Other areas in Iran with a significant Yarsan population include Hashtgerd and Varamin near Tehran and Maragheh, and Tabriz in Iranian Azerbaijan, where important Turkic-speaking Yarsan communities live and use Turkic for many of their religious texts. The Yarsani tradition claims that all early communities used Gorani as their religious language, but that over time, some groups were forced to adopt a Turkic language closely akin to Azeri for all purposes, including religion.

In Iraq, Yarsan followers mainly live in Iraqi Kurdistan, around Mosul, Kirkuk, Kalar, Khanaqin, Erbil, Sulaymaniyah, and Halabja.

Beliefs

The Yarsani follow the mystical teachings of Sultan Sahak ( 14th-15th century). From the Yarsani point of view, the universe is composed of two distinct yet interrelated worlds: the internal (bātinī) and the external (zāhirī), each having its own order and rules. Although humans are only aware of the outer world, their lives are governed according to the rules of the inner world. This aspect of the Yarsani faith can be identified as Kurdish esoterism which emerged under the intense influence of Bātinī-Sufism during the last two centuries.

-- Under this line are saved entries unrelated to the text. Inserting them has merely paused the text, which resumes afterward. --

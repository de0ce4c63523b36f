#[derive(Debug, thiserror::Error)]
pub enum SyncError {
    #[error("event source unavailable: {0:#}")]
    SourceUnavailable(anyhow::Error),
    #[error("user {0} is not registered")]
    UserNotFound(String),
    #[error("failed to persist progress: {0:#}")]
    PersistenceFailure(anyhow::Error),
}
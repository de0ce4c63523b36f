use gitrats_server::{sync::SyncReport, types::*};
use rocket::fairing::AdHoc;
use utoipa::OpenApi;

pub mod auth;
pub mod github;
pub mod health;
pub mod squads;
pub mod sync;
pub mod user;

#[derive(OpenApi)]
#[openapi(
    paths(
        user::get_leaderboard,
        user::get_user,
        user::get_user_stats,
        user::register_user,
        github::get_activity,
        github::get_contributions,
        squads::create_squad,
        squads::get_public_squads,
        squads::get_my_squads,
        squads::join_squad,
        squads::get_squad,
        sync::sync_user,
        health::get_health,
    ),
    components(schemas(
        GithubMeta,
        PaginatedLeaderboardResponse,
        LeaderboardResponse,
        UserProfile,
        UserStats,
        RegisterUserRequest,
        ActivityResponse,
        ContributionsResponse,
        ContributionDayResponse,
        SquadResponse,
        MySquadResponse,
        SquadMemberResponse,
        SquadDetailsResponse,
        CreateSquadRequest,
        JoinSquadRequest,
        JoinSquadResponse,
        SyncReport,
        HealthResponse,
        HealthStats,
    ))
)]
pub struct ApiDoc;

pub fn stage() -> AdHoc {
    AdHoc::on_ignite("Installing entrypoints", |rocket| async {
        rocket
            .attach(user::stage())
            .attach(github::stage())
            .attach(squads::stage())
            .attach(sync::stage())
            .attach(health::stage())
    })
}

#[cfg(test)]
mod tests {
    use std::sync::Arc;

    use async_trait::async_trait;
    use chrono::{Duration, Utc};
    use gitrats_server::{
        config::{Env, StorageBackend},
        db::memory::{self, MemoryStore, FIXTURE_LOGIN},
        sync::EventSource,
    };
    use rocket::{
        http::{Header, Status},
        local::asynchronous::{Client, LocalResponse},
        serde::json::{json, Value},
    };
    use shared::{ActivityEvent, ActivityKind};

    use super::auth::LOGIN_HEADER;

    /// Two fresh events for anyone: a two-commit push and a branch creation.
    struct StubSource;

    #[async_trait]
    impl EventSource for StubSource {
        async fn fetch_events(
            &self,
            _login: &str,
            _page_size: u8,
        ) -> anyhow::Result<Vec<ActivityEvent>> {
            let now = Utc::now();
            Ok(vec![
                ActivityEvent::new(
                    "2",
                    ActivityKind::Push { commits: 2 },
                    "gitrats/gitrats",
                    now - Duration::minutes(1),
                ),
                ActivityEvent::new(
                    "1",
                    ActivityKind::Create,
                    "gitrats/gitrats",
                    now - Duration::minutes(2),
                ),
            ])
        }
    }

    struct FailingSource;

    #[async_trait]
    impl EventSource for FailingSource {
        async fn fetch_events(
            &self,
            _login: &str,
            _page_size: u8,
        ) -> anyhow::Result<Vec<ActivityEvent>> {
            anyhow::bail!("GitHub returned 503")
        }
    }

    async fn client() -> Client {
        client_with(Arc::new(StubSource)).await
    }

    async fn client_with(source: Arc<dyn EventSource>) -> Client {
        let env = Env {
            github_token: None,
            storage: StorageBackend::Fixture,
            sync_interval_in_minutes: Some(0),
            events_page_size: None,
            frontend_url: None,
        };
        let rocket = crate::build(
            &env,
            memory::stage(MemoryStore::with_fixture()),
            source,
        )
        .unwrap();
        Client::tracked(rocket).await.unwrap()
    }

    async fn json(response: LocalResponse<'_>) -> Value {
        response.into_json::<Value>().await.unwrap()
    }

    async fn register(client: &Client, login: &str) {
        let response = client
            .put(format!("/api/users/{login}"))
            .header(Header::new(LOGIN_HEADER, login.to_string()))
            .json(&json!({ "name": login }))
            .dispatch()
            .await;
        assert_eq!(response.status(), Status::Ok);
    }

    #[rocket::async_test]
    async fn leaderboard_lists_fixture_user() {
        let client = client().await;
        let response = client.get("/api/users/leaderboard").dispatch().await;
        assert_eq!(response.status(), Status::Ok);

        let body = json(response).await;
        assert_eq!(body["page"], 1);
        assert_eq!(body["total_records"], 1);
        assert_eq!(body["records"][0]["user"]["login"], FIXTURE_LOGIN);
        assert_eq!(body["records"][0]["place"], 1);
    }

    #[rocket::async_test]
    async fn leaderboard_survives_huge_page() {
        let client = client().await;
        let response = client
            .get(format!("/api/users/leaderboard?page={}", u64::MAX))
            .dispatch()
            .await;
        assert_eq!(response.status(), Status::Ok);
        let body = json(response).await;
        assert_eq!(body["total_records"], 1);
        assert_eq!(body["records"].as_array().map(Vec::len), Some(0));
    }

    async fn stats_xp(client: &Client) -> Value {
        json(
            client
                .get(format!("/api/users/{FIXTURE_LOGIN}/stats"))
                .dispatch()
                .await,
        )
        .await["xp"]
            .clone()
    }

    #[rocket::async_test]
    async fn profile_view_syncs_in_background() {
        let client = client().await;
        let response = client
            .get(format!("/api/users/{FIXTURE_LOGIN}"))
            .dispatch()
            .await;
        assert_eq!(response.status(), Status::Ok);
        assert_eq!(json(response).await["user"]["login"], FIXTURE_LOGIN);

        let mut xp = stats_xp(&client).await;
        for _ in 0..100 {
            if xp == 15 {
                break;
            }
            rocket::tokio::time::sleep(std::time::Duration::from_millis(10)).await;
            xp = stats_xp(&client).await;
        }
        assert_eq!(xp, 15);
    }

    #[rocket::async_test]
    async fn profile_view_survives_source_failure() {
        let client = client_with(Arc::new(FailingSource)).await;
        let response = client
            .get(format!("/api/users/{FIXTURE_LOGIN}"))
            .dispatch()
            .await;
        assert_eq!(response.status(), Status::Ok);
        let body = json(response).await;
        assert_eq!(body["xp"], 0);
        assert_eq!(body["streak"], 0);

        rocket::tokio::time::sleep(std::time::Duration::from_millis(50)).await;
        assert_eq!(stats_xp(&client).await, 0);
        let body = json(
            client
                .get(format!("/api/users/{FIXTURE_LOGIN}"))
                .dispatch()
                .await,
        )
        .await;
        assert_eq!(body["xp"], 0);
        assert_eq!(body["level"], 1);
    }

    #[rocket::async_test]
    async fn registration_requires_matching_login() {
        let client = client().await;

        let response = client
            .put("/api/users/rat")
            .json(&json!({}))
            .dispatch()
            .await;
        assert_eq!(response.status(), Status::Unauthorized);

        let response = client
            .put("/api/users/rat")
            .header(Header::new(LOGIN_HEADER, "mouse"))
            .json(&json!({}))
            .dispatch()
            .await;
        assert_eq!(response.status(), Status::Forbidden);

        let response = client
            .put("/api/users/rat")
            .header(Header::new(LOGIN_HEADER, "rat"))
            .json(&json!({ "name": "Rat", "bio": "squeak" }))
            .dispatch()
            .await;
        assert_eq!(response.status(), Status::Ok);
        let body = json(response).await;
        assert_eq!(body["user"]["login"], "rat");
        assert_eq!(body["xp"], 0);
        assert_eq!(body["level"], 1);
        assert_eq!(body["place"], 1);
    }

    #[rocket::async_test]
    async fn sync_scores_events_once() {
        let client = client().await;
        let uri = format!("/api/sync/{FIXTURE_LOGIN}");

        let body = json(client.post(uri.as_str()).dispatch().await).await;
        assert_eq!(body["events_count"], 2);
        assert_eq!(body["xp_delta"], 15);
        assert_eq!(body["streak"], 1);

        let body = json(client.post(uri.as_str()).dispatch().await).await;
        assert_eq!(body["new_events"], 0);
        assert_eq!(body["xp_delta"], 0);

        let stats = json(
            client
                .get(format!("/api/users/{FIXTURE_LOGIN}/stats"))
                .dispatch()
                .await,
        )
        .await;
        assert_eq!(stats["xp"], 15);
        assert_eq!(stats["best_streak"], 1);
        assert_eq!(stats["activities"]["push"], 1);

        let activity = json(
            client
                .get(format!("/api/github/activity?username={FIXTURE_LOGIN}"))
                .dispatch()
                .await,
        )
        .await;
        assert_eq!(activity.as_array().map(Vec::len), Some(1));
        assert_eq!(activity[0]["xp_earned"], 15);

        let calendar = json(
            client
                .get(format!("/api/github/contributions?username={FIXTURE_LOGIN}"))
                .dispatch()
                .await,
        )
        .await;
        assert_eq!(calendar["total_contributions"], 1);
    }

    #[rocket::async_test]
    async fn unknown_users_are_not_found() {
        let client = client().await;

        let response = client.get("/api/users/ghost").dispatch().await;
        assert_eq!(response.status(), Status::NotFound);

        let response = client
            .get("/api/github/contributions?username=ghost")
            .dispatch()
            .await;
        assert_eq!(response.status(), Status::NotFound);

        let body = json(client.post("/api/sync/ghost").dispatch().await).await;
        assert_eq!(body["events_count"], 0);
        assert_eq!(body["xp_delta"], 0);
    }

    #[rocket::async_test]
    async fn squad_membership_flow() {
        let client = client().await;
        register(&client, "rat").await;

        let response = client
            .post("/api/squads")
            .header(Header::new(LOGIN_HEADER, FIXTURE_LOGIN))
            .json(&json!({ "name": "Sewer Crew", "description": "we ship" }))
            .dispatch()
            .await;
        assert_eq!(response.status(), Status::Ok);
        let created = json(response).await;
        assert_eq!(created["role"], "ADMIN");
        let code = created["invite_code"].as_str().unwrap().to_string();
        let id = created["squad"]["id"].as_u64().unwrap();

        let public = json(client.get("/api/squads/public").dispatch().await).await;
        assert_eq!(public[0]["name"], "Sewer Crew");

        let join = |code: String| {
            client
                .post("/api/squads/join")
                .header(Header::new(LOGIN_HEADER, "rat"))
                .json(&json!({ "code": code }))
        };
        let response = join(code.to_lowercase()).dispatch().await;
        assert_eq!(response.status(), Status::Ok);
        assert_eq!(json(response).await["role"], "MEMBER");
        assert_eq!(join(code).dispatch().await.status(), Status::BadRequest);
        assert_eq!(
            join("NOPE0000".to_string()).dispatch().await.status(),
            Status::NotFound
        );

        let mine = json(
            client
                .get("/api/squads/my")
                .header(Header::new(LOGIN_HEADER, "rat"))
                .dispatch()
                .await,
        )
        .await;
        assert_eq!(mine[0]["role"], "MEMBER");

        let details = json(client.get(format!("/api/squads/{id}")).dispatch().await).await;
        assert_eq!(details["squad"]["member_count"], 2);
        assert_eq!(details["members"].as_array().map(Vec::len), Some(2));

        let response = client.get("/api/squads/my").dispatch().await;
        assert_eq!(response.status(), Status::Unauthorized);
    }

    #[rocket::async_test]
    async fn private_squads_are_hidden_from_outsiders() {
        let client = client().await;
        register(&client, "rat").await;

        let created = json(
            client
                .post("/api/squads")
                .header(Header::new(LOGIN_HEADER, FIXTURE_LOGIN))
                .json(&json!({ "name": "Burrow", "is_private": true }))
                .dispatch()
                .await,
        )
        .await;
        let uri = format!("/api/squads/{}", created["squad"]["id"]);

        let response = client.get(uri.as_str()).dispatch().await;
        assert_eq!(response.status(), Status::NotFound);

        let response = client
            .get(uri.as_str())
            .header(Header::new(LOGIN_HEADER, "rat"))
            .dispatch()
            .await;
        assert_eq!(response.status(), Status::NotFound);

        let response = client
            .get(uri.as_str())
            .header(Header::new(LOGIN_HEADER, FIXTURE_LOGIN))
            .dispatch()
            .await;
        assert_eq!(response.status(), Status::Ok);
        assert_eq!(json(response).await["members"][0]["role"], "ADMIN");

        let public = json(client.get("/api/squads/public").dispatch().await).await;
        assert_eq!(public.as_array().map(Vec::len), Some(0));
    }

    #[rocket::async_test]
    async fn health_reports_totals() {
        let client = client().await;
        let body = json(client.get("/api/health").dispatch().await).await;
        assert_eq!(body["status"], "ok");
        assert_eq!(body["stats"]["users"], 1);
        assert_eq!(body["stats"]["activities"], 0);
    }

    #[rocket::async_test]
    async fn serves_openapi_document() {
        let client = client().await;
        let response = client.get("/api/openapi.json").dispatch().await;
        assert_eq!(response.status(), Status::Ok);
        let body = json(response).await;
        assert!(body["paths"]["/api/users/leaderboard"].is_object());
    }
}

Among other important pillars of their belief system are that the Divine Essence has successive manifestations in human form (mazhariyyat) and the belief in transmigration of the soul (dunaduni in Kurdish). Yarasani believe that every man needs to do what is written within their holy book, the Kalâm-e Saranjâm, otherwise they are not part of Yarsan. There is no compulsion or exclusion in Yarsan – anyone who chooses to follow its precepts is welcome.

The Yarsani faith's features include millenarism, Innatism, egalitarianism, metempsychosis, angelology, divine manifestation and dualism.

Divine manifestations
The Yarsani are emanationists and incarnationists, believing that the Divine Essence has successive incarnations known as mazhariyyats (similar to the Hindu avatars). They believe God manifests one primary and seven secondary manifestations in each  epoch of the world, in either angel or human form. These seven persons are known as "Haft tan" which means "The Seven Persons"

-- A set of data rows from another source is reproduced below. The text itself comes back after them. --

use std::time::Duration;

use serde::Deserialize;
use shared::EVENTS_PAGE_SIZE;

pub const DEFAULT_FRONTEND_URL: &str = "http://localhost:3000";
pub const DEFAULT_SYNC_INTERVAL_IN_MINUTES: u32 = 10;

#[derive(Debug, Clone, Copy, PartialEq, Eq, Default, Deserialize)]
#[serde(rename_all = "lowercase")]
pub enum StorageBackend {
    #[default]
    Postgres,
    /// In-memory store seeded with a demo user. Nothing survives a restart.
    Fixture,
}

#[derive(Debug, Clone, Deserialize)]
pub struct Env {
    pub github_token: Option<String>,
    #[serde(default)]
    pub storage: StorageBackend,
    pub sync_interval_in_minutes: Option<u32>,
    pub events_page_size: Option<u8>,
    pub frontend_url: Option<String>,
}

impl Env {
    pub fn from_env() -> anyhow::Result<Self> {
        Ok(envy::from_env::<Self>()?)
    }

    /// `None` disables the periodic sync.
    pub fn sync_interval(&self) -> Option<Duration> {
        match self
            .sync_interval_in_minutes
            .unwrap_or(DEFAULT_SYNC_INTERVAL_IN_MINUTES)
        {
            0 => None,
            minutes => Some(Duration::from_secs(minutes as u64 * 60)),
        }
    }

    pub fn events_page_size(&self) -> u8 {
        self.events_page_size
            .unwrap_or(EVENTS_PAGE_SIZE)
            .clamp(1, EVENTS_PAGE_SIZE)
    }

    pub fn frontend_url(&self) -> &str {
        self.frontend_url.as_deref().unwrap_or(DEFAULT_FRONTEND_URL)
    }
}
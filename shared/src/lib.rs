mod contribution;
mod event;
mod streak;
mod xp;

#[cfg(feature = "github")]
pub mod github;

pub use contribution::*;
pub use event::*;
pub use streak::*;
pub use xp::*;

/// Default and maximum number of events requested from the source per sync.
pub const EVENTS_PAGE_SIZE: u8 = 100;
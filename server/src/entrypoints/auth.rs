use gitrats_server::github_pull::is_valid_login;
use rocket::{
    http::Status,
    request::{self, FromRequest, Outcome},
    Request,
};

/// Set by the OAuth proxy in front of the API once the GitHub login is verified.
pub const LOGIN_HEADER: &str = "X-Github-Login";

#[derive(Debug, Clone)]
pub struct AuthenticatedUser {
    pub login: String,
}

impl AuthenticatedUser {
    pub fn is(&self, login: &str) -> bool {
        self.login.eq_ignore_ascii_case(login)
    }
}

#[rocket::async_trait]
impl<'r> FromRequest<'r> for AuthenticatedUser {
    type Error = &'static str;

    async fn from_request(request: &'r Request<'_>) -> request::Outcome<Self, Self::Error> {
        match request.headers().get_one(LOGIN_HEADER).map(str::trim) {
            Some(login) if is_valid_login(login) => Outcome::Success(Self {
                login: login.to_string(),
            }),
            _ => Outcome::Error((Status::Unauthorized, "missing or invalid login header")),
        }
    }
}
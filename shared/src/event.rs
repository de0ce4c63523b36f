use chrono::{DateTime, NaiveDate, Utc};
use serde::{Deserialize, Serialize};
use strum::{Display, EnumString};

pub type EventId = String;

/// Pull request and issue actions that carry XP.
pub const ACTION_OPENED: &str = "opened";

#[derive(Debug, Clone, PartialEq, Eq, Serialize, Deserialize)]
#[serde(tag = "type", rename_all = "snake_case")]
pub enum ActivityKind {
    Push { commits: u32 },
    PullRequest { action: String },
    Issue { action: String },
    Create,
    Other { name: String },
}

/// Flat tag of [`ActivityKind`], used where the payload is not needed
/// (activity log rows, statistics).
#[derive(
    Debug, Clone, Copy, PartialEq, Eq, Hash, PartialOrd, Ord, Serialize, Deserialize, Display, EnumString,
)]
#[serde(rename_all = "snake_case")]
#[strum(serialize_all = "snake_case")]
pub enum ActivityType {
    Push,
    PullRequest,
    Issue,
    Create,
    Other,
}

impl ActivityKind {
    pub fn activity_type(&self) -> ActivityType {
        match self {
            Self::Push { .. } => ActivityType::Push,
            Self::PullRequest { .. } => ActivityType::PullRequest,
            Self::Issue { .. } => ActivityType::Issue,
            Self::Create => ActivityType::Create,
            Self::Other { .. } => ActivityType::Other,
        }
    }
}

#[derive(Debug, Clone, PartialEq, Eq, Serialize, Deserialize)]
pub struct ActivityEvent {
    pub id: EventId,
    pub kind: ActivityKind,
    pub repository: String,
    pub created_at: DateTime<Utc>,
}

impl ActivityEvent {
    pub fn new(
        id: impl Into<EventId>,
        kind: ActivityKind,
        repository: impl Into<String>,
        created_at: DateTime<Utc>,
    ) -> Self {
        Self {
            id: id.into(),
            kind,
            repository: repository.into(),
            created_at,
        }
    }

    pub fn date(&self) -> NaiveDate {
        self.created_at.date_naive()
    }
}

The primary mazhariyyat of the First Epoch was the Divine Essence known as Khawandagar, who created the world.

The primary mazhariyyat of the Second Epoch was Ali ibn Abi Talib, the fourth Caliph and first imam of Shia Islam. This explains the alternative name for Yarsanis Ali-Allahi, 'Believers in the divinity of Ali'.

The primary mazhariyyat of the Third Epoch was Shah Khoshin.

In the Fourth Epoch, the primary mazhariyyat is held to be Sultan Sahak. It is said that his mother was Dayerak Rezbar or Khatun-e Rezbar, a Kurdish virgin of the Jaff tribe. While sleeping under a pomegranate tree a kernel of fruit fell into her mouth when a bird pecked the fruit directly over her. Sources vary on Rezbar’s marital life, some state that she lived her entire life celibate and unmarried while most state that she had married. Sources that claim she had married either contest her husband as being a Kurdish man named “Shaykh Isa” from a priestly line of the Barzanja tribe or an Arab Sayyid man. Whether either of these men even fathered Sahak is also contested among Yarsanis who believe she had married either one of them.

Haft Tan or seven persons
Each Epoch in Yarsani belief saw the appearance of the seven secondary divine manifestations or Haft Tan. In the First Epoch they appeared in their true angelic form, while in subsequent Epochs they appeared in human incarnations. The "Haft Tan" are charged with responsibility for the affairs of the internal realm.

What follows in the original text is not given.